[Stored items]
********
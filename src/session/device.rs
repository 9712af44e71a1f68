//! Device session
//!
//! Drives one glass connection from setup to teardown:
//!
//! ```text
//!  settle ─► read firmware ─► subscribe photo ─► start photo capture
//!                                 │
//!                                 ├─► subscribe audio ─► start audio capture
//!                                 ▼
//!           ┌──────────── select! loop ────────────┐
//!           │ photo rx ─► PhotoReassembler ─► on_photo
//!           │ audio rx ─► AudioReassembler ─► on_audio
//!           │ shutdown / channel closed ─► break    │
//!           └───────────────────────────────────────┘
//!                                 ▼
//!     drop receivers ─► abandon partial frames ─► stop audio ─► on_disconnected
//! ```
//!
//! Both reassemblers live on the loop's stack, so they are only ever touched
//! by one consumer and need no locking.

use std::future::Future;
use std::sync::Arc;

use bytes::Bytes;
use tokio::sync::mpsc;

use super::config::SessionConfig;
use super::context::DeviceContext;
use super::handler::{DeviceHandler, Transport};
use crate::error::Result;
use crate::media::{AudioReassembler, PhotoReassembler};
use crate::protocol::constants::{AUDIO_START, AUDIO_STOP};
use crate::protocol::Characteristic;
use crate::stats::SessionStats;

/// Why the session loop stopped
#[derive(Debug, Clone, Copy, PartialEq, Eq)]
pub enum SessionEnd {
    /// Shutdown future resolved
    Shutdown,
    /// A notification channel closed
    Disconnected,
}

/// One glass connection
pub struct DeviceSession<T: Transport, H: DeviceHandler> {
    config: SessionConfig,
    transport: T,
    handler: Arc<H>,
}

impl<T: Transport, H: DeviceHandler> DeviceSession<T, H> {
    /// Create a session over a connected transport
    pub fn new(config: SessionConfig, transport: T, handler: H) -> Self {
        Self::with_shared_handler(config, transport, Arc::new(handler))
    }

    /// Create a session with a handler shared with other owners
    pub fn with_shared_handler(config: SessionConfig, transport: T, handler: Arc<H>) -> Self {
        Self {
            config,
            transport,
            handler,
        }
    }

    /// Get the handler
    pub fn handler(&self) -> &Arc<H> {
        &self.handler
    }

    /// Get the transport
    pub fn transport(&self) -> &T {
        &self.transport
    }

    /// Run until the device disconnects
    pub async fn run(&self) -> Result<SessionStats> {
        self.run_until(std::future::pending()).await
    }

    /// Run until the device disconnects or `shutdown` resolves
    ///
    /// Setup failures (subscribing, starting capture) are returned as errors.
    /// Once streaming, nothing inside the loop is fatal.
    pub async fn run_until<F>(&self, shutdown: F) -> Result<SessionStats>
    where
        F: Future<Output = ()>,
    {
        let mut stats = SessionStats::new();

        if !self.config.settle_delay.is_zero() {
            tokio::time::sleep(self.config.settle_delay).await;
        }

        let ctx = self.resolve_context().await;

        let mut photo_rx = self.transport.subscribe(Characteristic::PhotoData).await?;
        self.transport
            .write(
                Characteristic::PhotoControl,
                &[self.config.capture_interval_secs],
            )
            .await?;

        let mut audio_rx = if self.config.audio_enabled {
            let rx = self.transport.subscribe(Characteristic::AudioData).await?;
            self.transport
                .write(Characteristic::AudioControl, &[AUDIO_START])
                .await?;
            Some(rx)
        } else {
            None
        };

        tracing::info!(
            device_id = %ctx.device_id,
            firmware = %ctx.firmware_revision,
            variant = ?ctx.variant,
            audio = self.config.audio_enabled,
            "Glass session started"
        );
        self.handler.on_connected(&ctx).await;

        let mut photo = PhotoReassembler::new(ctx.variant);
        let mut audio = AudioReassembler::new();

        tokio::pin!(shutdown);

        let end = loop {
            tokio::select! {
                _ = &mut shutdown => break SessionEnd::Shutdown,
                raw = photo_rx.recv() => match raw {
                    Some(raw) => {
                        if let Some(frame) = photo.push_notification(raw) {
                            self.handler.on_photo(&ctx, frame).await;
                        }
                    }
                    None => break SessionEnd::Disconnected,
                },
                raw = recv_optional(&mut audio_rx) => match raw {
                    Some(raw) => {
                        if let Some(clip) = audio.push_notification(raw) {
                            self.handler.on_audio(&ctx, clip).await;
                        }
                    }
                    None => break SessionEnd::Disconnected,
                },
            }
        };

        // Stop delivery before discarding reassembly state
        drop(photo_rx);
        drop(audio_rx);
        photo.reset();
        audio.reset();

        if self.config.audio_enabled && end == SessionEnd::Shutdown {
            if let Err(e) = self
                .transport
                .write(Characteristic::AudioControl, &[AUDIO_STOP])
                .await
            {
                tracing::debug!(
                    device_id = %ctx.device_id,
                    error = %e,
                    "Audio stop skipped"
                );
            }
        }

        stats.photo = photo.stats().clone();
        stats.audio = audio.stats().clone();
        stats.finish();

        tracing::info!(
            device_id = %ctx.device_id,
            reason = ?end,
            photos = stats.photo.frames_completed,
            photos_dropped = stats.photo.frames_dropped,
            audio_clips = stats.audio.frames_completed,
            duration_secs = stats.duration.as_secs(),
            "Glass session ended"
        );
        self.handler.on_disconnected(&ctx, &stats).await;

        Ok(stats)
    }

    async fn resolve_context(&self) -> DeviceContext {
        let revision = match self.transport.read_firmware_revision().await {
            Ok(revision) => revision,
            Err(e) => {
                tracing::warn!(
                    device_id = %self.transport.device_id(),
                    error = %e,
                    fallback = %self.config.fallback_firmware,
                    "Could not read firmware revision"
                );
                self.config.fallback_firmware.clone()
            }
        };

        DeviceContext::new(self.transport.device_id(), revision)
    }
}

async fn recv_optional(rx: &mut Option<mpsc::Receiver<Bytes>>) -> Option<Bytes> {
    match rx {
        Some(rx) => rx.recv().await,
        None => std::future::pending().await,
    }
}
********
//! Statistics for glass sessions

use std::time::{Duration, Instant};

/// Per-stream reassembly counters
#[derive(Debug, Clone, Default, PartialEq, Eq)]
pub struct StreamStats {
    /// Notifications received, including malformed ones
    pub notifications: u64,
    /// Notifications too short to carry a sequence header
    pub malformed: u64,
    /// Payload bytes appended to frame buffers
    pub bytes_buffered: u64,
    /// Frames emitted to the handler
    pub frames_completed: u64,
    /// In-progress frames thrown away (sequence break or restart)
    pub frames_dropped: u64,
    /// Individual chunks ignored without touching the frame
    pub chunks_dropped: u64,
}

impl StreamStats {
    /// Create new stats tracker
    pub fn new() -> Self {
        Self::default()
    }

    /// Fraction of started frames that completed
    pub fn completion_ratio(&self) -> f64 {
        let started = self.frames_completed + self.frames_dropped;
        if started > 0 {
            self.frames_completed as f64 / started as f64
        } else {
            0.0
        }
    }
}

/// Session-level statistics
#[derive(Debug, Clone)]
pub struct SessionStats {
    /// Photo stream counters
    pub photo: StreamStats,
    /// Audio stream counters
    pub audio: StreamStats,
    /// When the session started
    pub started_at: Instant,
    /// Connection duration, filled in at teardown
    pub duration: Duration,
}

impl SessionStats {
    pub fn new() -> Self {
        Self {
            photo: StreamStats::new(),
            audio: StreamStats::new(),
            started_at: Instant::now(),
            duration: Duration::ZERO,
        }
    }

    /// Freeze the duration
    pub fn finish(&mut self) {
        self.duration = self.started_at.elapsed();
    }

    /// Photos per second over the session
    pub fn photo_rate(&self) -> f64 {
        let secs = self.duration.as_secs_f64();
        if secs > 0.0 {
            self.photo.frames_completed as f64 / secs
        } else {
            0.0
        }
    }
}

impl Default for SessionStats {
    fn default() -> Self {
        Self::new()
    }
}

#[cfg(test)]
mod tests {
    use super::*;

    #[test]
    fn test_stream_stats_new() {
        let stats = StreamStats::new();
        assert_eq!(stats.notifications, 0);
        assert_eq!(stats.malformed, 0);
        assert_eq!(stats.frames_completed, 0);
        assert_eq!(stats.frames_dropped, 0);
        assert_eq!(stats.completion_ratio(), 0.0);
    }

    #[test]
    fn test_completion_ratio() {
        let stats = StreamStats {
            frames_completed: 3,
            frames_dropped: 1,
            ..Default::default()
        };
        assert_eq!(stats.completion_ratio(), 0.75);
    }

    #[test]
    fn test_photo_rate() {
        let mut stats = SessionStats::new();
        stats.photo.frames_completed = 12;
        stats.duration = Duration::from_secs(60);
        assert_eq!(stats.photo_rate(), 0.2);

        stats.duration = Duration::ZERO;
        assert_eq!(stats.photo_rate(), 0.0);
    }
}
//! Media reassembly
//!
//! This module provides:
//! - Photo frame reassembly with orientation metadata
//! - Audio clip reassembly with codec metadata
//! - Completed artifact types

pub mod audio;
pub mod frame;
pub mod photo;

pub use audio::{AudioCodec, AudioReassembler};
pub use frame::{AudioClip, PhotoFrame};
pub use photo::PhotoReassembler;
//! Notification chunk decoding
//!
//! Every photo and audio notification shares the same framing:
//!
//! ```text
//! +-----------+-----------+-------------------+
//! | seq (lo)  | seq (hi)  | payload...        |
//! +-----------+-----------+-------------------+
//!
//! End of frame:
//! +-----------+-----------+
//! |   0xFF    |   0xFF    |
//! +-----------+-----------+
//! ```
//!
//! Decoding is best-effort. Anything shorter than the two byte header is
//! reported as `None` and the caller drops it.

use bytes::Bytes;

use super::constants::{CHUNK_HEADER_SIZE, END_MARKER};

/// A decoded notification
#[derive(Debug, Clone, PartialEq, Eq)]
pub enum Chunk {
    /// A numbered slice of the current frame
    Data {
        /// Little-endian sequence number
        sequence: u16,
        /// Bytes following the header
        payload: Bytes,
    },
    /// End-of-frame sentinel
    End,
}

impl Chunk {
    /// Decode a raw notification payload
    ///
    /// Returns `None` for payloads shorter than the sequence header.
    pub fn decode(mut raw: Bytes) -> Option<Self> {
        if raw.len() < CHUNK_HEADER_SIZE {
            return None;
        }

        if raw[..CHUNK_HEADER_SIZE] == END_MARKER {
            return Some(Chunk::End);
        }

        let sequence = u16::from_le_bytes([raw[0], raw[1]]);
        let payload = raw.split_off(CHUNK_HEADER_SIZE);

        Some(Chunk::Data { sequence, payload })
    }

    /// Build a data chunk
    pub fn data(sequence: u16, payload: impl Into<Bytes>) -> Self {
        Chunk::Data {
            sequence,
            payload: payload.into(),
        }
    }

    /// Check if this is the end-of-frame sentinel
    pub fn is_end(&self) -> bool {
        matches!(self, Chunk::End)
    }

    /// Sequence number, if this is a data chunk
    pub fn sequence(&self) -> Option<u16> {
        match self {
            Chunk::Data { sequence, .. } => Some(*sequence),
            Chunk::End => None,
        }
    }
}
********
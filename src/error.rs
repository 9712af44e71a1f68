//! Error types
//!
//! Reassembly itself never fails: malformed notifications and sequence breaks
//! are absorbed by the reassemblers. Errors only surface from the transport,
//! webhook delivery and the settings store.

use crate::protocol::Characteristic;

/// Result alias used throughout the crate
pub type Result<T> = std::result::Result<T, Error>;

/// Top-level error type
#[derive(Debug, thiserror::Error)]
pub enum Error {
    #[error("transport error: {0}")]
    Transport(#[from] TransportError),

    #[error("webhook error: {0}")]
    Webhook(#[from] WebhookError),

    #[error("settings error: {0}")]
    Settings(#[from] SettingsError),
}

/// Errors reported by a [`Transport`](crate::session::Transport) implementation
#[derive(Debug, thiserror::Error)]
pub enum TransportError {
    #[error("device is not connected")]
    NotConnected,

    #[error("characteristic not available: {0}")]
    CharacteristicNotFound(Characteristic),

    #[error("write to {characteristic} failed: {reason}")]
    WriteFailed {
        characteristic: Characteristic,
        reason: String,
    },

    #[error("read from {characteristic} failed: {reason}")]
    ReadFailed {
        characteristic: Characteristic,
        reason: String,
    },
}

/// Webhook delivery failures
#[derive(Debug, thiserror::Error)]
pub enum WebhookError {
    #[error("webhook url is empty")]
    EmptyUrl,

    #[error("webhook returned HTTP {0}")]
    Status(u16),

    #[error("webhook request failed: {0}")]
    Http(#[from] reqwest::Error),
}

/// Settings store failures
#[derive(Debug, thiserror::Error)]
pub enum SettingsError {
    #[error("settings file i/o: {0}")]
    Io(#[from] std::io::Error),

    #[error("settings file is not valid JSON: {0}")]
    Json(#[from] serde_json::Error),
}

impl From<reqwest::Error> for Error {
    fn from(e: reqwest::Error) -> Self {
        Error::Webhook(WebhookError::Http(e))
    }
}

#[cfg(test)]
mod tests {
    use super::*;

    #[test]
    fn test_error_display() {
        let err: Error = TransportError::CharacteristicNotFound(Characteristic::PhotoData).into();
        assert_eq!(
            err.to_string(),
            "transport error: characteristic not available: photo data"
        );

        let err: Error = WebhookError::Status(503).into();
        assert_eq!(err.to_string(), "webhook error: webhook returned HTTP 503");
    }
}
********
In the data above, start at the line that has "the session started", stop after the line that has "over the session", and print every line in between exactly as it stands.

## Solution to the exercise
    /// When the session started
    pub started_at: Instant,
    /// Connection duration, filled in at teardown
    pub duration: Duration,
}

impl SessionStats {
    pub fn new() -> Self {
        Self {
            photo: StreamStats::new(),
            audio: StreamStats::new(),
            started_at: Instant::now(),
            duration: Duration::ZERO,
        }
    }

    /// Freeze the duration
    pub fn finish(&mut self) {
        self.duration = self.started_at.elapsed();
    }

    /// Photos per second over the session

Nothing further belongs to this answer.